The Languages of Abode
by Howard Yune ("Kir")

A final word, concerning the human influence on the elfin language
On Earth, human languages have tended to become more and more distinct, in the absence of unifying cultural forces – usually, a centralized government or a mass medium such as the printing press. On the other hand, linguistic evolution among elves has been greatly slowed by their long lifespans and their telepathy (which would make meanings between elves much clearer, reducing the possibility of linguistic drift over time and space) - neither of which the Sunholt humans possess. Thus, the emergence of the Hungtsho would have given rise to the most radical innovations in the elfin language to that time; more subdialects would have arisen due to slow communications between groups (as happened when Roman Gaul evolved into medieval France – as centralized government and culture dissolved with the crumbling of the western empire, different regions evolved increasingly distinct speech-patterns to suit local needs and customs), short human lifespans would have caused much greater turnover in thinking patterns (there would be fewer shared experiences among humans than elves), and the evolution of elfin-language vocabulary would have struck out in new directions, to suit the needs of the agrarian and urban lifestyles unfamiliar to the “spirits.”

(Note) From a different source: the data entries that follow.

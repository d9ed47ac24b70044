//! wasmbench - millisecond-clock benchmark harness for module exports and
//! native math routines
//!
//! Every target is calibrated to a measurable loop count, then sampled with a
//! dual (`n` / `2n`) measurement that cancels fixed call overhead. Results
//! are fed to an anti-optimization sponge so no work can be elided.

pub mod cli;
pub mod clock;
pub mod config;
pub mod enumerate;
pub mod error;
pub mod format;
pub mod harness;
pub mod measure;
pub mod native;
pub mod report;
pub mod runtime;
pub mod sponge;
pub mod stats;
pub mod target;
#![no_main]

use libfuzzer_sys::fuzz_target;
use wasmbench::format::format_duration;

fuzz_target!(|data: [u8; 8]| {
    // Any bit pattern, including NaN, infinities and negatives, must format
    let ms = f64::from_bits(u64::from_le_bytes(data));
    let formatted = format_duration(ms);
    assert!(!formatted.is_empty());
});
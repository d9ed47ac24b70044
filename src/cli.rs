//! CLI argument parsing for wasmbench

use std::path::PathBuf;

use clap::Parser;

use crate::config::{HarnessConfig, StartPolicy};
use crate::error::HarnessResult;
use crate::harness::ModuleSource;
use crate::report::OutputFormat;

#[derive(Parser, Debug)]
#[command(name = "wasmbench")]
#[command(version)]
#[command(about = "Benchmark module exports and native math routines with a millisecond clock", long_about = None)]
pub struct Cli {
    /// Module to benchmark (binary or text format); the embedded demo module if omitted
    #[arg(value_name = "MODULE")]
    pub module: Option<PathBuf>,

    /// Load harness configuration from a TOML file
    #[arg(long = "config", value_name = "FILE")]
    pub config: Option<PathBuf>,

    /// Calibration floor in milliseconds
    #[arg(long = "floor-ms", value_name = "MS")]
    pub floor_ms: Option<u64>,

    /// Maximum loop-count doublings before a target is reported as too fast
    #[arg(long = "max-doublings", value_name = "N")]
    pub max_doublings: Option<u32>,

    /// When to request the module start function
    #[arg(long = "start-policy", value_enum)]
    pub start_policy: Option<StartPolicy>,

    /// Skip module exports, benchmark native routines only
    #[arg(long = "skip-wasm")]
    pub skip_wasm: bool,

    /// Skip the native routines
    #[arg(long = "no-native")]
    pub no_native: bool,

    /// Output format (text or json)
    #[arg(long = "format", value_enum, default_value = "text")]
    pub format: OutputFormat,

    /// Enable debug tracing output to stderr
    #[arg(long = "debug")]
    pub debug: bool,
}

impl Cli {
    /// Build the run configuration: file (if any), then flag overrides
    pub fn harness_config(&self) -> HarnessResult<HarnessConfig> {
        let mut config = match &self.config {
            Some(path) => HarnessConfig::from_file(path)?,
            None => HarnessConfig::default(),
        };
        self.apply_to(&mut config);
        Ok(config)
    }

    pub fn apply_to(&self, config: &mut HarnessConfig) {
        if let Some(floor) = self.floor_ms {
            config.calibration_floor_ms = floor;
        }
        if let Some(max_doublings) = self.max_doublings {
            config.max_doublings = max_doublings;
        }
        if let Some(policy) = self.start_policy {
            config.start_policy = policy;
        }
        if self.skip_wasm {
            config.wasm = false;
        }
        if self.no_native {
            config.native = false;
        }
    }

    pub fn module_source(&self) -> ModuleSource {
        match &self.module {
            Some(path) => ModuleSource::Path(path.clone()),
            None => ModuleSource::Embedded,
        }
    }
}

#[cfg(test)]
mod tests {
    use super::*;

    #[test]
    fn test_cli_defaults() {
        let cli = Cli::parse_from(["wasmbench"]);
        assert!(cli.module.is_none());
        assert!(!cli.skip_wasm);
        assert!(!cli.no_native);
        assert!(!cli.debug);
        assert_eq!(cli.format, OutputFormat::Text);
        assert_eq!(cli.module_source(), ModuleSource::Embedded);
        assert_eq!(cli.harness_config().unwrap(), HarnessConfig::default());
    }

    #[test]
    fn test_cli_module_path() {
        let cli = Cli::parse_from(["wasmbench", "bench.wasm"]);
        assert_eq!(
            cli.module_source(),
            ModuleSource::Path(PathBuf::from("bench.wasm"))
        );
    }

    #[test]
    fn test_cli_overrides() {
        let cli = Cli::parse_from([
            "wasmbench",
            "--floor-ms",
            "5",
            "--max-doublings",
            "12",
            "--start-policy",
            "once-per-module",
            "--skip-wasm",
        ]);
        let config = cli.harness_config().unwrap();
        assert_eq!(config.calibration_floor_ms, 5);
        assert_eq!(config.max_doublings, 12);
        assert_eq!(config.start_policy, StartPolicy::OncePerModule);
        assert!(!config.wasm);
        assert!(config.native);
    }

    #[test]
    fn test_cli_json_format() {
        let cli = Cli::parse_from(["wasmbench", "--format", "json"]);
        assert_eq!(cli.format, OutputFormat::Json);
    }

    #[test]
    fn test_cli_rejects_unknown_format() {
        assert!(Cli::try_parse_from(["wasmbench", "--format", "csv"]).is_err());
    }

    #[test]
    fn test_cli_flags_override_file() {
        let mut config = HarnessConfig {
            calibration_floor_ms: 250,
            ..HarnessConfig::default()
        };
        let cli = Cli::parse_from(["wasmbench", "--no-native"]);
        cli.apply_to(&mut config);
        assert_eq!(config.calibration_floor_ms, 250);
        assert!(!config.native);
    }

    #[test]
    fn test_cli_missing_config_file() {
        let cli = Cli::parse_from(["wasmbench", "--config", "/nonexistent/wasmbench.toml"]);
        assert!(cli.harness_config().is_err());
    }
}
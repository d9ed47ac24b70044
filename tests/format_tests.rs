// Duration formatter: unit thresholds and truncation

use proptest::prelude::*;
use wasmbench::format::format_duration;

#[test]
fn test_reference_values() {
    assert_eq!(format_duration(15000.0), "15s");
    assert_eq!(format_duration(50.0), "50ms");
    assert_eq!(format_duration(0.05), "50µs");
    assert_eq!(format_duration(0.00005), "50ns");
    assert_eq!(format_duration(0.0000004), "0");
    assert_eq!(format_duration(0.000001), "1ns");
    assert_eq!(format_duration(0.0), "0");
}

#[test]
fn test_threshold_boundaries() {
    assert_eq!(format_duration(9.9995), "9999µs");
    assert_eq!(format_duration(10.0), "10ms");
    assert_eq!(format_duration(9999.99), "9999ms");
    assert_eq!(format_duration(10000.0), "10s");
    assert_eq!(format_duration(0.005), "5000ns");
}

fn unit(formatted: &str) -> &str {
    formatted.trim_start_matches(|c: char| c.is_ascii_digit())
}

proptest! {
    #![proptest_config(ProptestConfig::with_cases(500))]

    #[test]
    fn prop_unit_follows_thresholds(ms in 0.0f64..100_000.0) {
        let formatted = format_duration(ms);
        let expected = if ms >= 10_000.0 {
            "s"
        } else if ms >= 10.0 {
            "ms"
        } else if ms >= 0.01 {
            "µs"
        } else if formatted == "0" {
            ""
        } else {
            "ns"
        };
        prop_assert_eq!(unit(&formatted), expected);
    }

    /// Truncation: the printed value never exceeds the input in its unit
    #[test]
    fn prop_truncates_milliseconds(ms in 10.0f64..10_000.0) {
        let formatted = format_duration(ms);
        let value: f64 = formatted.trim_end_matches("ms").parse().unwrap();
        prop_assert!(value <= ms);
        prop_assert!(ms - value < 1.0);
    }
}
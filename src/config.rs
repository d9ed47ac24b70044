//! Harness configuration
//!
//! Defaults reproduce the microcontroller harness: a 100ms calibration floor
//! and a fresh start-function request for every exported name. Values can be
//! loaded from a TOML file and overridden on the command line.

use std::path::Path;

use clap::ValueEnum;
use serde::{Deserialize, Serialize};

use crate::error::{HarnessError, HarnessResult};
use crate::runtime::EngineOptions;

/// Iteration counts are passed to exports as `i32`, and a dual measurement
/// runs `2 * loop_count` iterations, so `loop_count` may not exceed `2^29`.
pub const MAX_DOUBLINGS_LIMIT: u32 = 29;

/// When the module start function is requested during enumeration
#[derive(Debug, Clone, Copy, PartialEq, Eq, Default, Serialize, Deserialize, ValueEnum)]
#[serde(rename_all = "snake_case")]
pub enum StartPolicy {
    /// Request start semantics before every exported name is benchmarked;
    /// the wasmtime backend gives each export a freshly instantiated module
    #[default]
    PerExport,
    /// Request start semantics once, before the first export; every export
    /// then shares one instance and its global state
    OncePerModule,
}

/// Configuration for a benchmark run
///
/// # Example TOML
///
/// ```toml
/// calibration_floor_ms = 100
/// max_doublings = 24
/// start_policy = "per_export"
/// native = true
/// wasm = true
/// ```
///
/// # Example
/// ```
/// use wasmbench::config::HarnessConfig;
///
/// let config = HarnessConfig::default();
/// assert_eq!(config.calibration_floor_ms, 100);
/// assert!(config.validate().is_ok());
/// ```
#[derive(Debug, Clone, PartialEq, Serialize, Deserialize)]
#[serde(default, deny_unknown_fields)]
pub struct HarnessConfig {
    /// Minimum duration a single calibration invocation must reach (ms)
    pub calibration_floor_ms: u64,

    /// Maximum number of times calibration may double the loop count before
    /// giving up on a target as too fast to calibrate
    pub max_doublings: u32,

    pub start_policy: StartPolicy,

    /// Benchmark the built-in native math routines
    pub native: bool,

    /// Benchmark module exports
    pub wasm: bool,

    /// Engine stack limit in bytes
    pub max_wasm_stack: Option<usize>,

    /// Linear memory cap in bytes
    pub memory_limit: Option<usize>,
}

impl Default for HarnessConfig {
    fn default() -> Self {
        Self {
            calibration_floor_ms: 100,
            max_doublings: 24,
            start_policy: StartPolicy::PerExport,
            native: true,
            wasm: true,
            max_wasm_stack: None,
            memory_limit: None,
        }
    }
}

impl HarnessConfig {
    /// Load configuration from a TOML file
    pub fn from_file(path: &Path) -> HarnessResult<Self> {
        let content = std::fs::read_to_string(path).map_err(|e| {
            HarnessError::Config(format!("cannot read {}: {}", path.display(), e))
        })?;
        Self::from_toml(&content)
    }

    pub fn from_toml(content: &str) -> HarnessResult<Self> {
        toml::from_str(content).map_err(|e| HarnessError::Config(e.message().to_string()))
    }

    /// Validate configuration
    pub fn validate(&self) -> Result<(), String> {
        if self.calibration_floor_ms == 0 {
            return Err("calibration_floor_ms must be at least 1".to_string());
        }

        if self.max_doublings == 0 || self.max_doublings > MAX_DOUBLINGS_LIMIT {
            return Err(format!(
                "max_doublings must be in [1, {}], got {}",
                MAX_DOUBLINGS_LIMIT, self.max_doublings
            ));
        }

        if !self.native && !self.wasm {
            return Err("nothing to benchmark: both native and wasm are disabled".to_string());
        }

        Ok(())
    }

    pub fn engine_options(&self) -> EngineOptions {
        EngineOptions {
            max_wasm_stack: self.max_wasm_stack,
            memory_limit: self.memory_limit,
        }
    }
}
//! Human-readable duration formatting
//!
//! Durations come in as fractional milliseconds and are printed with a unit
//! picked from fixed thresholds. Values are truncated, never rounded, so the
//! same input always produces the same string.

/// Format a non-negative duration in milliseconds
///
/// | duration (ms) | output             |
/// |---------------|--------------------|
/// | `>= 10000`    | whole seconds, `s` |
/// | `>= 10`       | whole ms, `ms`     |
/// | `>= 0.01`     | whole µs, `µs`     |
/// | otherwise     | whole ns, `ns`, or `0` |
///
/// # Example
/// ```
/// use wasmbench::format::format_duration;
///
/// assert_eq!(format_duration(15000.0), "15s");
/// assert_eq!(format_duration(0.05), "50µs");
/// assert_eq!(format_duration(0.0000004), "0");
/// ```
pub fn format_duration(ms: f64) -> String {
    if ms >= 10_000.0 {
        format!("{}s", truncate(ms / 1000.0))
    } else if ms >= 10.0 {
        format!("{}ms", truncate(ms))
    } else if ms >= 0.01 {
        format!("{}µs", truncate(ms * 1000.0))
    } else {
        match truncate(ms * 1_000_000.0) {
            0 => "0".to_string(),
            ns => format!("{}ns", ns),
        }
    }
}

// Saturating float-to-int cast: negatives and NaN become 0.
fn truncate(value: f64) -> u64 {
    value.trunc() as u64
}
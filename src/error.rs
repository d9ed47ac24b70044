//! Error type for the benchmark harness
//!
//! Errors fall into two tiers. Fatal errors mean no target can ever be
//! benchmarked (no environment, no runtime, no module), so the run stops after
//! a single diagnostic line. Everything else is reported against the function
//! or phase that failed and the run moves on to the next target.

use thiserror::Error;

/// Result alias used throughout the crate
pub type HarnessResult<T> = Result<T, HarnessError>;

#[derive(Error, Debug, Clone, PartialEq)]
pub enum HarnessError {
    #[error("Invalid configuration: {0}")]
    Config(String),

    #[error("failed to read module {path}: {message}")]
    ModuleRead { path: String, message: String },

    #[error("failed to write report: {0}")]
    Output(String),

    #[error("{0}")]
    EnvironmentCreation(String),

    #[error("{0}")]
    RuntimeCreation(String),

    #[error("{0}")]
    Parse(String),

    #[error("{0}")]
    Load(String),

    #[error("{message}")]
    Compile { function: String, message: String },

    #[error("{message}")]
    Start { function: String, message: String },

    #[error("{message}")]
    Call { function: String, message: String },

    #[error("too fast to calibrate: {elapsed_ms}ms after {loop_count} iterations")]
    CalibrationExhausted {
        target: String,
        loop_count: u64,
        elapsed_ms: u64,
    },
}

impl HarnessError {
    /// Fatal errors abort the whole run
    pub fn is_fatal(&self) -> bool {
        matches!(
            self,
            HarnessError::Config(_)
                | HarnessError::ModuleRead { .. }
                | HarnessError::Output(_)
                | HarnessError::EnvironmentCreation(_)
                | HarnessError::RuntimeCreation(_)
                | HarnessError::Parse(_)
                | HarnessError::Load(_)
        )
    }

    /// Phase label used in report lines
    ///
    /// Fatal phases mirror the collaborator operation that failed, non-fatal
    /// phases name the benchmarking step that was skipped.
    pub fn phase(&self) -> &'static str {
        match self {
            HarnessError::Config(_) => "Config",
            HarnessError::ModuleRead { .. } => "ReadModule",
            HarnessError::Output(_) => "Output",
            HarnessError::EnvironmentCreation(_) => "NewEnvironment",
            HarnessError::RuntimeCreation(_) => "NewRuntime",
            HarnessError::Parse(_) => "ParseModule",
            HarnessError::Load(_) => "LoadModule",
            HarnessError::Compile { .. } => "compile",
            HarnessError::Start { .. } => "start",
            HarnessError::Call { .. } => "call",
            HarnessError::CalibrationExhausted { .. } => "calibrate",
        }
    }
}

The New Blood story presents four-fingers and five-fingers conversing easily enough; but I wonder if such communication would have been as simple as is portrayed. For beyond the “mechanical” differences between the two dialects, there is the difference in the two cultures, which accounts for the differences in their respective lexicons. This matter is not touched on deeply in the story itself, but remember that the New Blood spent over a year in Sunholt, often living among the humans daily (in Pei-Lar’s rebel village), all the while constantly seeing unfamiliar sights. Even if the elves retain all the new vocabulary for these experiences, how would they convey the novel ideas to the other point-eared ones? Yun, for instance, has certainly brought back a lifetime of campfire stories to the Wild Hunt, but how well will her tribemates grasp the context of her tales? Telepathy can help convey the meaning of new ideas, but only to a point; the most vivid “sending-pictures” yet will not convey such concepts as “revolution,” “courtly etiquette,” “animism” and the like. When she tells Pool and Sust about her adventures in the Forevergreen, how many of her stories will register with the young scamps, who have spent all of their brief lives in the uncharted prairies, largely removed from human civilization?